Regular expression for parsing links from html code

Possible duplicate:
Regex to get the link in href. [asp.net]

I am working on a method that takes a string (html code) and returns an array containing all the links contained in.

I saw several options for things like the html feature package, but it seems a bit more complicated than this project requires

I am also interested in using regex because I don’t have much experience with it as a whole, and I think that would be a good opportunity to learn.

My code is still

WebClient client = new WebClient(); string htmlCode = client.DownloadString(p); Regex exp = new Regex(@"http://(www\.)?([^\.]+)\.com", RegexOptions.IgnoreCase); string[] test = exp.Split(htmlCode); 

but I don’t get the results I want because I am still working on a regex

sudo for what I'm looking for is "

+4
source share
4 answers

If you are looking for a solution with flawless proof, regular expressions are not your answers.

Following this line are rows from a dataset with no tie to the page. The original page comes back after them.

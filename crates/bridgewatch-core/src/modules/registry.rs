//! Account registry: the authoritative list of managed accounts.
//!
//! The registry is an external, loosely-typed store. Every read validates each
//! entry on its own; malformed entries are logged and skipped so one bad row
//! never takes the whole cycle down.

use async_trait::async_trait;
use serde_json::Value;
use std::collections::HashSet;
use std::path::PathBuf;

use bridgewatch_types::ManagedAccount;

use crate::error::{AppError, AppResult};

/// Validated registry contents.
#[derive(Debug, Clone, Default, PartialEq, Eq)]
pub struct RegistryLoad {
    /// Valid entries in registry order, active or not
    pub accounts: Vec<ManagedAccount>,
    /// Entries rejected by validation
    pub rejected: usize,
}

impl RegistryLoad {
    pub fn active(&self) -> Vec<ManagedAccount> {
        self.accounts.iter().filter(|a| a.is_active).cloned().collect()
    }
}

#[async_trait]
pub trait AccountRegistry: Send + Sync {
    async fn load(&self) -> AppResult<RegistryLoad>;
}

/// JSON file registry, re-read on every cycle.
///
/// Accepts either a bare array or `{"accounts": [...]}`.
pub struct FileRegistry {
    path: PathBuf,
}

impl FileRegistry {
    pub fn new(path: impl Into<PathBuf>) -> Self {
        Self { path: path.into() }
    }

    pub fn path(&self) -> &PathBuf {
        &self.path
    }
}

#[async_trait]
impl AccountRegistry for FileRegistry {
    async fn load(&self) -> AppResult<RegistryLoad> {
        let content = tokio::fs::read_to_string(&self.path).await.map_err(|e| {
            AppError::Registry(format!("Failed to read {}: {}", self.path.display(), e))
        })?;
        let value: Value = serde_json::from_str(&content)?;
        parse_registry(&value)
    }
}

/// Fixed in-memory registry.
pub struct StaticRegistry {
    accounts: Vec<ManagedAccount>,
}

impl StaticRegistry {
    pub fn new(accounts: Vec<ManagedAccount>) -> Self {
        Self { accounts }
    }
}

#[async_trait]
impl AccountRegistry for StaticRegistry {
    async fn load(&self) -> AppResult<RegistryLoad> {
        Ok(RegistryLoad { accounts: self.accounts.clone(), rejected: 0 })
    }
}

pub fn parse_registry(value: &Value) -> AppResult<RegistryLoad> {
    let entries = match value {
        Value::Array(items) => items,
        Value::Object(map) => match map.get("accounts") {
            Some(Value::Array(items)) => items,
            _ => return Err(AppError::Registry("Missing 'accounts' array".to_string())),
        },
        _ => return Err(AppError::Registry("Registry must be an array or object".to_string())),
    };

    let mut load = RegistryLoad::default();
    let mut seen = HashSet::new();

    for (index, entry) in entries.iter().enumerate() {
        match parse_entry(entry) {
            Ok(account) => {
                if !seen.insert(account.id.clone()) {
                    tracing::warn!("[Registry] Duplicate account id '{}' at #{}, skipped", account.id, index);
                    load.rejected += 1;
                    continue;
                }
                load.accounts.push(account);
            },
            Err(reason) => {
                tracing::warn!("[Registry] Malformed entry #{}: {}", index, reason);
                load.rejected += 1;
            },
        }
    }

    Ok(load)
}

fn parse_entry(entry: &Value) -> Result<ManagedAccount, String> {
    let obj = entry.as_object().ok_or("entry is not an object")?;

    // Terminal logins are often numeric in hand-edited files.
    let id = match obj.get("id").or_else(|| obj.get("login")) {
        Some(Value::String(s)) => s.trim().to_string(),
        Some(Value::Number(n)) => n.to_string(),
        Some(_) => return Err("id must be a string or number".to_string()),
        None => return Err("missing id".to_string()),
    };
    if id.is_empty() {
        return Err("id is empty".to_string());
    }

    let display_name = match first_of(obj, &["display_name", "displayName", "name"]) {
        Some(Value::String(s)) if !s.trim().is_empty() => s.trim().to_string(),
        Some(Value::String(_)) | None => id.clone(),
        Some(_) => return Err(format!("display_name for {} must be a string", id)),
    };

    let classification = match first_of(obj, &["classification", "fund_type", "fundType"]) {
        Some(Value::String(s)) if !s.trim().is_empty() => Some(s.trim().to_string()),
        Some(Value::String(_) | Value::Null) | None => None,
        Some(_) => return Err(format!("classification for {} must be a string", id)),
    };

    let is_active = match first_of(obj, &["is_active", "isActive", "active"]) {
        Some(Value::Bool(b)) => *b,
        None | Some(Value::Null) => true,
        Some(_) => return Err(format!("is_active for {} must be a boolean", id)),
    };

    Ok(ManagedAccount { id, display_name, classification, is_active })
}

fn first_of<'a>(obj: &'a serde_json::Map<String, Value>, keys: &[&str]) -> Option<&'a Value> {
    keys.iter().find_map(|k| obj.get(*k))
}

They are fundamentally limited and cannot be used to reliably analyze links or other tags in this case from an HTML file due to the complexity of the HTML language.

Instead, you will need to use the actual DOM API to handle the links.

+3
source

Regular expressions are not a good idea for HTML.

see previous questions:

  • <a href = "/ questions / 639683 / when-is-it-wise-to-use-regular-expressions-with-html"> When is it appropriate to use regular expressions with HTML?
  • <a href = "/ questions / 1296116 / regexp-that-matches-all-the-text-content-of-a-html-input"> Regexp, which matches all the textual content of the HTML input

Rather, you want something that already knows how to parse the DOM; otherwise, you reinvent the wheel.

+2
source

Other users may tell you, β€œNo, stop! Regular expressions should not be mixed with HTML! This is like mixing bleach and ammonia!” There is a lot of wisdom in this advice, but it is not a complete story.

The truth is, regular expressions are great for collecting commonly formatted links. However, it’s better to use a special tool for things like HtmlAgilityPack.

If you use regular expressions, you can match 99.9% of the links, but you can skip rare unforeseen corner cases or incorrect html data.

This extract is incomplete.